This is a guide to running R code on AWS EC2 instances. This readme explains how to configuring the AWS CLI. The script files in the repository are:
setup_instance
launches an instances and runs thesetup_instance_remote
to install R from source.run_script
uses send-command to execute an R script on an instance. When the script is finished, you get a notification and the instance is shut down.

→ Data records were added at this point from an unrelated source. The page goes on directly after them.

use serde::{Deserialize, Serialize};
use utoipa::ToSchema;

const EARTH_RADIUS_KM: f64 = 6371.0;

/// A point on the map in decimal degrees.
#[derive(Debug, Clone, Copy, PartialEq, Serialize, Deserialize, ToSchema)]
pub struct Coordinates {
    pub lat: f64,
    pub lng: f64,
}

impl Coordinates {
    /// Returns `None` unless both values are finite and inside the valid
    /// latitude/longitude ranges.
    pub fn new(lat: f64, lng: f64) -> Option<Self> {
        if !lat.is_finite() || !lng.is_finite() {
            return None;
        }
        if !(-90.0..=90.0).contains(&lat) || !(-180.0..=180.0).contains(&lng) {
            return None;
        }
        Some(Self { lat, lng })
    }

    /// Builds coordinates from the nullable columns stored on a cafe.
    pub fn from_optional(lat: Option<f64>, lng: Option<f64>) -> Option<Self> {
        match (lat, lng) {
            (Some(lat), Some(lng)) => Self::new(lat, lng),
            _ => None,
        }
    }
}

/// Great-circle distance between two points using the haversine formula.
/// Returns kilometers.
pub fn haversine_km(a: Coordinates, b: Coordinates) -> f64 {
    let lat1 = a.lat.to_radians();
    let lat2 = b.lat.to_radians();
    let delta_lat = (b.lat - a.lat).to_radians();
    let delta_lng = (b.lng - a.lng).to_radians();

    let h = (delta_lat / 2.0).sin().powi(2)
        + lat1.cos() * lat2.cos() * (delta_lng / 2.0).sin().powi(2);
    // Rounding can push h a hair above 1 for antipodal points.
    let c = 2.0 * h.clamp(0.0, 1.0).sqrt().asin();

    EARTH_RADIUS_KM * c
}

/// "750 m" below one kilometer, "1.2 km" from there on.
pub fn format_distance(km: f64) -> String {
    let meters = (km * 1000.0).round();
    if meters < 1000.0 {
        format!("{} m", meters as i64)
    } else {
        format!("{:.1} km", km)
    }
}

#[cfg(test)]
mod tests {
    use super::*;

    fn tugu() -> Coordinates {
        Coordinates::new(-7.7829, 110.3671).unwrap()
    }

    fn malioboro() -> Coordinates {
        Coordinates::new(-7.7926, 110.3658).unwrap()
    }

    #[test]
    fn distance_to_self_is_zero() {
        assert_eq!(haversine_km(tugu(), tugu()), 0.0);
    }

    #[test]
    fn distance_is_symmetric() {
        let ab = haversine_km(tugu(), malioboro());
        let ba = haversine_km(malioboro(), tugu());
        assert!((ab - ba).abs() < 1e-12);
    }

    #[test]
    fn jakarta_to_bandung_is_roughly_120_km() {
        let jakarta = Coordinates::new(-6.2088, 106.8456).unwrap();
        let bandung = Coordinates::new(-6.9175, 107.6191).unwrap();
        let d = haversine_km(jakarta, bandung);
        assert!(d > 100.0 && d < 150.0, "got {d}");
    }

    #[test]
    fn nearby_points_are_about_a_kilometer_apart() {
        let d = haversine_km(tugu(), malioboro());
        assert!(d > 1.0 && d < 1.2, "got {d}");
    }

    #[test]
    fn rejects_out_of_range_and_non_finite() {
        assert!(Coordinates::new(91.0, 0.0).is_none());
        assert!(Coordinates::new(0.0, -181.0).is_none());
        assert!(Coordinates::new(f64::NAN, 0.0).is_none());
        assert!(Coordinates::from_optional(Some(-7.7), None).is_none());
        assert!(Coordinates::from_optional(Some(-7.7), Some(110.3)).is_some());
    }

    #[test]
    fn formats_meters_below_one_km() {
        assert_eq!(format_distance(0.75), "750 m");
        assert_eq!(format_distance(0.0), "0 m");
        assert_eq!(format_distance(0.9994), "999 m");
    }

    #[test]
    fn formats_kilometers_with_one_decimal() {
        assert_eq!(format_distance(1.0), "1.0 km");
        assert_eq!(format_distance(1.24), "1.2 km");
        assert_eq!(format_distance(12.96), "13.0 km");
    }

    #[test]
    fn just_under_a_kilometer_rounds_up_to_kilometers() {
        assert_eq!(format_distance(0.9996), "1.0 km");
        assert_eq!(format_distance(0.9995), "1.0 km");
    }
}
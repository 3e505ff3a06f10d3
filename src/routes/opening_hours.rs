use axum::{
    Json, Router,
    extract::{Query, State},
    http::StatusCode,
    routing::{get, post},
};
use uuid::Uuid;

use crate::{
    dto::{
        catalog::CafeIdQuery,
        opening_hours::{
            CreateOpeningHourRequest, EverydayHoursRequest, OpeningHourList,
            UpdateOpeningHourRequest,
        },
    },
    error::AppResult,
    middleware::auth::AuthUser,
    models::OpeningHour,
    response::ApiResponse,
    services::opening_hour_service,
    state::AppState,
};

pub fn router() -> Router<AppState> {
    Router::new()
        .route(
            "/",
            get(list_opening_hours)
                .post(create_opening_hour)
                .put(update_opening_hour),
        )
        .route("/everyday", post(apply_everyday))
}

#[utoipa::path(
    get,
    path = "/api/opening-hours",
    params(
        ("cafeId" = Uuid, Query, description = "Cafe ID")
    ),
    responses(
        (status = 200, description = "Weekly hours, Monday first", body = ApiResponse<OpeningHourList>)
    ),
    tag = "Opening Hours"
)]
pub async fn list_opening_hours(
    State(state): State<AppState>,
    Query(query): Query<CafeIdQuery>,
) -> AppResult<Json<ApiResponse<OpeningHourList>>> {
    let resp = opening_hour_service::list_opening_hours(&state, query.cafe_id).await?;
    Ok(Json(resp))
}

#[utoipa::path(
    post,
    path = "/api/opening-hours",
    request_body = CreateOpeningHourRequest,
    responses(
        (status = 201, description = "Create a day's hours", body = ApiResponse<OpeningHour>),
        (status = 400, description = "Malformed time"),
        (status = 404, description = "Cafe not found"),
        (status = 409, description = "Day already set"),
    ),
    security(("bearer_auth" = [])),
    tag = "Opening Hours"
)]
pub async fn create_opening_hour(
    State(state): State<AppState>,
    user: AuthUser,
    Json(payload): Json<CreateOpeningHourRequest>,
) -> AppResult<(StatusCode, Json<ApiResponse<OpeningHour>>)> {
    let resp = opening_hour_service::create_opening_hour(&state, &user, payload).await?;
    Ok((StatusCode::CREATED, Json(resp)))
}

#[utoipa::path(
    put,
    path = "/api/opening-hours",
    request_body = UpdateOpeningHourRequest,
    responses(
        (status = 200, description = "Updated hours", body = ApiResponse<OpeningHour>),
        (status = 400, description = "Malformed time"),
        (status = 404, description = "Row not found"),
    ),
    security(("bearer_auth" = [])),
    tag = "Opening Hours"
)]
pub async fn update_opening_hour(
    State(state): State<AppState>,
    user: AuthUser,
    Json(payload): Json<UpdateOpeningHourRequest>,
) -> AppResult<Json<ApiResponse<OpeningHour>>> {
    let resp = opening_hour_service::update_opening_hour(&state, &user, payload).await?;
    Ok(Json(resp))
}

#[utoipa::path(
    post,
    path = "/api/opening-hours/everyday",
    request_body = EverydayHoursRequest,
    responses(
        (status = 200, description = "Same hours on all seven days", body = ApiResponse<OpeningHourList>),
        (status = 400, description = "Malformed time"),
        (status = 404, description = "Cafe not found"),
    ),
    security(("bearer_auth" = [])),
    tag = "Opening Hours"
)]
pub async fn apply_everyday(
    State(state): State<AppState>,
    user: AuthUser,
    Json(payload): Json<EverydayHoursRequest>,
) -> AppResult<Json<ApiResponse<OpeningHourList>>> {
    let resp = opening_hour_service::apply_everyday(&state, &user, payload).await?;
    Ok(Json(resp))
}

To use these scripts you need to have certain software installed locally. After installing Homebrew install and configure AWS-CLI by writing the command below in a Terminal window:
brew install awscli
Create an IAM user with AmazonEC2FullAccess
and AmazonS3FullAccess
policies through the AWS Management Console, then run aws configure
in your console. This creates a ~/.aws/credentials
file with the following content:
[default]
aws_access_key_id="key ID"
aws_secret_access_key="secret"
Also create an ~/.aws/config
file with your preferred settings:
[default]
region=us-east-1
output=json
And remember to set the correct permissions (chmod 600
) for these files.
To create and manage EC2 instances we need to set up a ssh keypair and a security group:
aws ec2 create-key-pair \
--key-name aws-cli-key \
--query 'KeyMaterial' \
--output text > ~/.ssh/aws-cli-key.pem
chmod 400 ~/.ssh/aws-cli-key.pem
You can check that your key was saved properly by running aws ec2 describe-key-pairs
.
You now have two options, either use a pre-existing AMI to launc an already configured EC2 instance, e.g. one of these. This can by done by running:
aws ec2 run-instances \
--image-id "<AMI>" \
--count 1 \
--instance-type "<type>" \
--key-name "<keypair name>" \
--security-groups "<security group name>"
where you would have to replace the strings with whatever is appropriate.
If you instead want to build R from scratch on a clean instance, you can use the setup_instance
script in this repo. After filling in the following options in the two script files (setup_instance
and setup_instance_ec2_install
), you can execute the file (./setup_instance
) and everything should just work. Before running the code make sure you install the following pre-requisites:
brew install jq
KEYPAIR_NAME=""
Name of your AWS EC2 keypairKEYPAIR=""
Local path to your private keyINSTANCE_TYPE=""
Type of instance, e.g. "c4.large"AMZN_LINUX_AMI=""
AMI to start from. You can find the latest here.INSTANCE_NAME=""
Name of instance (not needed)
You can either launch a large instance immediately, or if you have time and want to save money, use a small instance (however nano seems to run out of memory) to build everything, save your own AMI (using the web console) and then use it to launch a large instance whenever you need it.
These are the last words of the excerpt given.